-- EXTRACTED DATA follows --
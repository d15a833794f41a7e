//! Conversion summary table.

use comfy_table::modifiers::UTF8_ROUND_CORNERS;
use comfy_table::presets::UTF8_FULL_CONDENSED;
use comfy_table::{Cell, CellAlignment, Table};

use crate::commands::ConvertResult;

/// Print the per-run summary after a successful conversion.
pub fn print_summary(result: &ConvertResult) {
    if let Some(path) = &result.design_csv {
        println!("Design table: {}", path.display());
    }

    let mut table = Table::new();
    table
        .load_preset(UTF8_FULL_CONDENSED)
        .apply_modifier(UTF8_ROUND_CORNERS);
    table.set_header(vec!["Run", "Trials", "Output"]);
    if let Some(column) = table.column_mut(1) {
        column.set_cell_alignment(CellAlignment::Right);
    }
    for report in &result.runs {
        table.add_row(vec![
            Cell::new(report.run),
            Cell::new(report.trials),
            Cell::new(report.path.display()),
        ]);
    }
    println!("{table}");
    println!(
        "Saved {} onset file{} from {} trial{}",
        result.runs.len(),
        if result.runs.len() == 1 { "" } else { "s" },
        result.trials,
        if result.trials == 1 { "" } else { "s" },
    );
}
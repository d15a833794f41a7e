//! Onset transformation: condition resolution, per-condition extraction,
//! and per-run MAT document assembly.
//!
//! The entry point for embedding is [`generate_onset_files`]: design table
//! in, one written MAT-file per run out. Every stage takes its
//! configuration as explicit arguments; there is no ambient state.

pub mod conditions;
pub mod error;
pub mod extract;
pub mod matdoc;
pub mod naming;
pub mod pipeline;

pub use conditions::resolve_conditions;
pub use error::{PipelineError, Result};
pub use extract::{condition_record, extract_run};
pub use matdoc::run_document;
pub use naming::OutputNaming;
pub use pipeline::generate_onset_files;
-- EXTRACTED DATA concluded --
WHAT TO PRODUCE
Across all of the material above, how many lines contain the word "naming"? Only the number should be given.

ANSWER SPACE
2